Data pertaining to health care in India, evidence shows, is significantly compromised in terms of its quality, its periodicity and coverage. In addition, “there is a visible discrepancy between the type of information available and what is required by health planners, medical scientists and researchers,” says a recent paper by the Health Team of the National Institute of Public Finance and Policy (NIPFP), New Delhi.

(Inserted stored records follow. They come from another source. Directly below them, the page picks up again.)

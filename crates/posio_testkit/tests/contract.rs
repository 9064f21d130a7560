//! Contract tests run against every backend.

use posio::{FileBackend, FileConfig, InMemoryBackend, IoStrategy, PositionalIo};
use posio_testkit::prelude::*;
use proptest::prelude::*;
use std::sync::Arc;

const SEED: u64 = 0x5eed_0042;

fn file_backend(content: &[u8], strategy: IoStrategy) -> FileBackend {
    let file = tempfile::tempfile().expect("Failed to create temp file");
    let backend = FileBackend::with_config(file, FileConfig::new().strategy(strategy))
        .expect("Failed to wrap temp file");
    if !content.is_empty() {
        backend.write_at(0, content).expect("Failed to seed temp file");
    }
    backend
}

#[test]
fn read_policy_table() {
    let source = shuffled_source(SEED);
    with_each_backend(&source, |kind, handle| {
        check_read_table(handle, &source, SEED ^ kind as u64);
    });
}

#[test]
fn zero_length_reads_are_empty_everywhere() {
    let source = shuffled_source(SEED);
    with_each_backend(&source, |_, handle| check_zero_length_everywhere(handle));
    with_each_backend(b"", |_, handle| check_zero_length_everywhere(handle));
}

#[test]
fn random_reads_match_seek_and_read() {
    let source = shuffled_source(SEED);
    with_each_backend(&source, |kind, handle| {
        check_random_reads(handle, &source, 256, SEED + kind as u64);
    });
}

#[test]
fn literal_writes_extend_and_zero_fill() {
    let source = shuffled_source(SEED);
    with_each_backend(&source, |_, handle| {
        let mut shadow = ShadowStore::new(source.clone());
        check_literal_writes(handle, &mut shadow);
    });
}

#[test]
fn literal_writes_on_empty_store() {
    with_each_backend(b"", |_, handle| {
        let mut shadow = ShadowStore::default();
        check_literal_writes(handle, &mut shadow);
    });
}

#[test]
fn random_writes_match_model() {
    let source = shuffled_source(SEED);
    with_each_backend(&source, |kind, handle| {
        let mut shadow = ShadowStore::new(source.clone());
        check_random_writes(handle, &mut shadow, 256, SEED * 3 + kind as u64);
    });
}

#[test]
fn positional_calls_leave_cursor_alone() {
    let source = shuffled_source(SEED);
    with_each_backend(&source, |_, handle| check_cursor_isolation(handle));
}

#[test]
fn read_from_end_matches_model() {
    let source = shuffled_source(SEED);
    with_each_backend(&source, |_, handle| {
        check_read_from_end(handle, &ShadowStore::new(source.clone()));
    });
}

#[test]
fn independent_handles_share_file_content() {
    let file = TestFile::new(b"", IoStrategy::Auto);
    let other = file.reopen(IoStrategy::Emulated);

    file.write_at(4, b"left").unwrap();
    other.write_at(0, b"ab").unwrap();

    assert_eq!(file.read_at(0, None).unwrap().unwrap(), b"ab\0\0left");
    assert_eq!(other.size().unwrap(), 8);
}

fn stress_config() -> StressConfig {
    StressConfig {
        operations: 250,
        threads: 8,
        block_size: 128,
    }
}

#[test]
fn stress_identical_reads_all_backends() {
    let source = shuffled_source(SEED);
    let config = stress_config();

    let results = [
        stress_identical_reads(Arc::new(InMemoryBackend::with_data(source.clone())), 1000, &config),
        stress_identical_reads(Arc::new(file_backend(&source, IoStrategy::Auto)), 1000, &config),
        stress_identical_reads(Arc::new(file_backend(&source, IoStrategy::Emulated)), 1000, &config),
    ];
    for (name, result) in ["memory", "file", "emulated file"].iter().zip(&results) {
        result.print_summary(&format!("identical reads: {name}"));
        assert_eq!(result.failed_ops, 0, "{result:?}");
        assert_eq!(result.successful_ops, config.operations * config.threads);
    }
}

#[test]
fn stress_disjoint_writes_all_backends() {
    let config = stress_config();

    let stores: [Arc<dyn PositionalIo>; 3] = [
        Arc::new(InMemoryBackend::new()),
        Arc::new(file_backend(b"", IoStrategy::Auto)),
        Arc::new(file_backend(b"", IoStrategy::Emulated)),
    ];
    for store in stores {
        let result = stress_disjoint_writes(Arc::clone(&store), &config);
        result.print_summary("disjoint writes");
        assert_eq!(result.failed_ops, 0, "{result:?}");
        assert_eq!(
            store.size().unwrap(),
            (config.operations * config.threads * config.block_size) as u64
        );
    }
}

#[test]
fn stress_overlapping_writes_are_not_torn() {
    // Only the locking backends promise whole-call atomicity.
    let config = stress_config();

    let memory = stress_overlapping_writes(Arc::new(InMemoryBackend::new()), &config);
    memory.print_summary("overlapping writes: memory");
    assert_eq!(memory.failed_ops, 0, "{memory:?}");

    let emulated = stress_overlapping_writes(Arc::new(file_backend(b"", IoStrategy::Emulated)), &config);
    emulated.print_summary("overlapping writes: emulated file");
    assert_eq!(emulated.failed_ops, 0, "{emulated:?}");
}

#[test]
fn stress_sequential_reader_with_positional_readers() {
    let source = shuffled_source(SEED);
    let config = stress_config();

    let memory = stress_cursor_with_positional(Arc::new(InMemoryBackend::with_data(source.clone())), &config);
    assert_eq!(memory.failed_ops, 0, "{memory:?}");

    for strategy in [IoStrategy::Auto, IoStrategy::Emulated] {
        let store = Arc::new(file_backend(&source, strategy));
        assert_eq!(store.stream_position().unwrap(), 0);
        let result = stress_cursor_with_positional(store, &config);
        result.print_summary(&format!("sequential with positional: {strategy:?}"));
        assert_eq!(result.failed_ops, 0, "{strategy:?}: {result:?}");
    }
}

proptest! {
    #![proptest_config(PropTestConfig::quick().to_proptest_config())]

    #[test]
    fn file_matches_model(
        initial in content_strategy(256),
        ops in op_sequence_strategy(512, 1, 24),
    ) {
        for strategy in [IoStrategy::Auto, IoStrategy::Emulated] {
            let store = file_backend(&initial, strategy);
            let mut model = ShadowStore::new(initial.clone());

            for op in &ops {
                if let Err(message) = op.check(&store, &mut model) {
                    prop_assert!(false, "{:?}: {}", strategy, message);
                }
            }
            model.assert_matches(&store);
        }
    }
}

It has been well recognised and acknowledged by the government officials that data collection system in India needs to be completely revamped as different data sources lead to different conclusions. So if you want to know the proportion of births that were delivered by caesarian section in a private health facility of Andhra Pradesh, National Family Health Survey (NFHS)-4 will say it is 57 per cent but the Health Information System of the National Rural Health Mission 2015-16 pegs it at around 42 per cent.
Data gaps
In an issue brief published by the Observer Research Foundation (ORF), four major data gaps were identified. First, there is a lack of data at the sub-State or the district level, making it difficult to plan for targeted interventions. Second, data is collected at irregular intervals, which doesn’t allow for mid-course policy correction. For example, the fourth round of NFHS was conducted after a gap of nine years. Third, data remains incomplete in many surveys and tools, especially in administrative data at hospitals and nursing centres in smaller towns and districts. Fourth, which is a problem across the board, is data quality. The issue brief mentions that the lack of an independent quality control body limits the quality of available data, especially given that the information passes through various layers before reaching the stage of evaluation and analysis.

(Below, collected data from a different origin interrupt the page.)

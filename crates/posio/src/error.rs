//! Error types for positional operations.

use crate::config::IoStrategy;
use std::io;
use thiserror::Error;

/// Result type for positional operations.
pub type PosResult<T> = Result<T, PosError>;

/// Errors that can occur during positional operations.
///
/// "No data at this offset" is not an error; it is reported as `Ok(None)`
/// by the read operations.
#[derive(Debug, Error)]
pub enum PosError {
    /// The underlying store reported an I/O error.
    #[error("I/O error: {0}")]
    Io(#[from] io::Error),

    /// An argument was outside the range the store can address.
    #[error("invalid argument: {message}")]
    InvalidArgument {
        /// Description of the rejected argument.
        message: String,
    },

    /// The store accepted fewer bytes than requested without reporting
    /// that it was out of space.
    #[error("short write: wrote {written} of {requested} bytes")]
    ShortWrite {
        /// Number of bytes the caller asked to write.
        requested: usize,
        /// Number of bytes the store accepted.
        written: usize,
    },

    /// The stream has been closed for reading.
    #[error("stream not opened for reading")]
    NotReadable,

    /// The stream has been closed for writing.
    #[error("stream not opened for writing")]
    NotWritable,

    /// The requested I/O strategy is not available on this platform.
    #[error("I/O strategy {strategy:?} is not supported on this platform")]
    Unsupported {
        /// The strategy that was requested.
        strategy: IoStrategy,
    },
}

impl PosError {
    /// Creates an invalid argument error.
    pub fn invalid_argument(message: impl Into<String>) -> Self {
        Self::InvalidArgument {
            message: message.into(),
        }
    }
}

In order to ensure that we get credible and reliable data, systemic concerns must be taken into consideration. Figuring out why the data was collected often hints towards how it was collected. For instance, there are reports that have found that data for various indicators is being over reported because ground staff who put the data together, are aware that the set of indicators being reported is vital for the success of the programme, and consequently serves as a benchmark of their own performance, leading to conflict-of-interest. Further, the NIPFP paper says that the lack of training on probing skills of the enumerators of large-scale surveys has been in question. “The way questions are put forth changes the spending reported in the Consumer Expenditure Survey and National Sample Survey Office (NSSO) Morbidity and health care surveys, leading to different results.”
Lack of health-care data from the private sector is another major caveat. The NIPFP paper finds that the National Health Profile published by the Central Bureau of Health Intelligence, New Delhi, remains “severely compromised” in terms of health expenditures incurred at private facilities — even though 70 per cent of the health expenditure is reported at those institutions.
Evidence-based, informed health policies require data. But there is more to it: good quality data is quite crucial for efficient allocation of our limited resources. Consider this: the head of AIIMS, told Alex Pentland, co-creator of the MIT Media Lab, that 90 per cent of the drugs were wasted in India because of the inability to track disease prevalence, and as a result, same package had to be handed out to all districts. This is a low-hanging fruit where properly maintained data can help reduce unjustifiable wastage.
However, good quality data itself has no value if people don’t make use of it. Even when quality has improved for certain data sets such as the Health Management Information System (HMIS), stakeholders haven’t started using it much. Offtake is low by the policy community at large, and much lower by administrators, which in turn drives the lack of enthusiasm to further improve the data systems.
The way forward
To strengthen data quality, the NIPFP paper makes four suggestions. First, the definitions for various indicators need to be standardised across surveys, even if conducted by different organisations. Second, the best way to data is to ensure routine capturing of disaggregated data, without duplication of forms and formats to reduce the efforts of data producers. Third, stakeholders and decision- makers will have to place a positive value on data in order to use it in decision-making. This can be generated by building a positive experience using information to support a decision and through proper training. Fourth, the capacity building of staff needs to be a focus area, providing them with necessary skills.
Generating and maintaining high standards of data is not an end in itself, but a means to an end, that of making quality health-care accessible and available to all.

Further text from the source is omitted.